== Records for the task ==
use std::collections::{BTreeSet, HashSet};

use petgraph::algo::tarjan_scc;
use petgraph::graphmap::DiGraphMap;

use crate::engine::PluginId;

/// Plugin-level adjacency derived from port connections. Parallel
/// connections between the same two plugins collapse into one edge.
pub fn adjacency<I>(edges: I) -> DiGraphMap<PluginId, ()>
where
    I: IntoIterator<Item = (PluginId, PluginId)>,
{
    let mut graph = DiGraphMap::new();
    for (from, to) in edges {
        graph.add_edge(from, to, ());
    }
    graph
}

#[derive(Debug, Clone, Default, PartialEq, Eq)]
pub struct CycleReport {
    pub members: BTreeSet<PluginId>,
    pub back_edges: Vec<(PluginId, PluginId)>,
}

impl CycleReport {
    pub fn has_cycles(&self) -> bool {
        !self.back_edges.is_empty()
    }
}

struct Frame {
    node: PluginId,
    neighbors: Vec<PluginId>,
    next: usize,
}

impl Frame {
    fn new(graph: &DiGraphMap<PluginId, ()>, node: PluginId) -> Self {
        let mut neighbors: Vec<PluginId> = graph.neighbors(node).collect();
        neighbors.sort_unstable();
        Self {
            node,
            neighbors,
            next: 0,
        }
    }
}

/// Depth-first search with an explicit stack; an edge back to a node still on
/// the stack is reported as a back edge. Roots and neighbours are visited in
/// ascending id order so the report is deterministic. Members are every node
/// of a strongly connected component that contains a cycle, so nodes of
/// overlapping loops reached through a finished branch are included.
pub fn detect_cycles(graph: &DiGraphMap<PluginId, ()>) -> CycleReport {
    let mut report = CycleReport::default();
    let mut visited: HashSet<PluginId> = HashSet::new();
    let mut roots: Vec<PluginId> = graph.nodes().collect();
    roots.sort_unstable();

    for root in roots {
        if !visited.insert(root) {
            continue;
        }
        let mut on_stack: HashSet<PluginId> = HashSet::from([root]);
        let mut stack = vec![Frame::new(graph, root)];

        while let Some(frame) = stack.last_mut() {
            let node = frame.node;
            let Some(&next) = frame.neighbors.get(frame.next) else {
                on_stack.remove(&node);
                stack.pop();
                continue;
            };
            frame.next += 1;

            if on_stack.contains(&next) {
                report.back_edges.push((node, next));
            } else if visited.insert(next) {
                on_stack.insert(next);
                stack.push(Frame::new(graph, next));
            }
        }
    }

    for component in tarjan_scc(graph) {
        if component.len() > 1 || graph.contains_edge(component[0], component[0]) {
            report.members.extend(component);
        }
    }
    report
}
===
> Assignment: Every line above from the line with "pub fn detect_cycles(graph: &DiGraphMap<PluginId, ()>)" to the line with "let mut stack" is wanted, ends included; write them out exactly and add no other line.

> Response to the task:
pub fn detect_cycles(graph: &DiGraphMap<PluginId, ()>) -> CycleReport {
    let mut report = CycleReport::default();
    let mut visited: HashSet<PluginId> = HashSet::new();
    let mut roots: Vec<PluginId> = graph.nodes().collect();
    roots.sort_unstable();

    for root in roots {
        if !visited.insert(root) {
            continue;
        }
        let mut on_stack: HashSet<PluginId> = HashSet::from([root]);
        let mut stack = vec![Frame::new(graph, root)];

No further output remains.